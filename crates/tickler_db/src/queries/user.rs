//! User account queries.

use sqlx::SqlitePool;
use tracing::debug;

use crate::error::{DbError, DbResult};
use crate::models::UserRow;

/// Create a user account. The username must be unique.
pub async fn create_user(
    pool: &SqlitePool,
    username: &str,
    email: &str,
    password_hash: &str,
) -> DbResult<UserRow> {
    let result = sqlx::query(
        r#"
        INSERT INTO users (username, email, active, password_hash)
        VALUES (?, ?, 1, ?)
        "#,
    )
    .bind(username)
    .bind(email)
    .bind(password_hash)
    .execute(pool)
    .await
    .map_err(|e| match &e {
        sqlx::Error::Database(db) if db.is_unique_violation() => DbError::AlreadyExists {
            entity: "user",
            key: username.to_string(),
        },
        _ => DbError::Sqlx(e),
    })?;

    let id = result.last_insert_rowid();
    debug!(user_id = id, username, "created user");

    Ok(UserRow {
        id,
        username: username.to_string(),
        email: email.to_string(),
        active: true,
        password_hash: password_hash.to_string(),
    })
}

/// Look up a user by username.
pub async fn get_user_by_username(pool: &SqlitePool, username: &str) -> DbResult<Option<UserRow>> {
    let user = sqlx::query_as::<_, UserRow>(
        r#"
        SELECT id, username, email, active, password_hash
        FROM users WHERE username = ?
        "#,
    )
    .bind(username)
    .fetch_optional(pool)
    .await?;
    Ok(user)
}

/// Look up a user by id.
pub async fn get_user_by_id(pool: &SqlitePool, id: i64) -> DbResult<Option<UserRow>> {
    let user = sqlx::query_as::<_, UserRow>(
        r#"
        SELECT id, username, email, active, password_hash
        FROM users WHERE id = ?
        "#,
    )
    .bind(id)
    .fetch_optional(pool)
    .await?;
    Ok(user)
}

#[cfg(test)]
mod tests {
    use super::*;
    use crate::connection::TicklerDb;

    #[tokio::test]
    async fn test_create_and_fetch_user() {
        let db = TicklerDb::open_in_memory().await.unwrap();

        let created = create_user(db.pool(), "ada", "ada@example.com", "hash")
            .await
            .unwrap();
        assert!(created.id > 0);
        assert!(created.active);

        let fetched = get_user_by_username(db.pool(), "ada").await.unwrap().unwrap();
        assert_eq!(fetched.id, created.id);
        assert_eq!(fetched.email, "ada@example.com");

        assert!(get_user_by_username(db.pool(), "grace").await.unwrap().is_none());
    }

    #[tokio::test]
    async fn test_duplicate_username_is_rejected() {
        let db = TicklerDb::open_in_memory().await.unwrap();

        create_user(db.pool(), "ada", "ada@example.com", "hash")
            .await
            .unwrap();
        let err = create_user(db.pool(), "ada", "other@example.com", "hash")
            .await
            .unwrap_err();
        assert!(matches!(err, DbError::AlreadyExists { .. }));
    }
}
───
§ **EXERCISE AIM**
Return exactly the lines from the one containing "assert_eq!(fetched.id, created.id);" through the last line of the records above, both included, and nothing else.

§ **RESULT BELOW**
        assert_eq!(fetched.id, created.id);
        assert_eq!(fetched.email, "ada@example.com");

        assert!(get_user_by_username(db.pool(), "grace").await.unwrap().is_none());
    }

    #[tokio::test]
    async fn test_duplicate_username_is_rejected() {
        let db = TicklerDb::open_in_memory().await.unwrap();

        create_user(db.pool(), "ada", "ada@example.com", "hash")
            .await
            .unwrap();
        let err = create_user(db.pool(), "ada", "other@example.com", "hash")
            .await
            .unwrap_err();
        assert!(matches!(err, DbError::AlreadyExists { .. }));
    }
}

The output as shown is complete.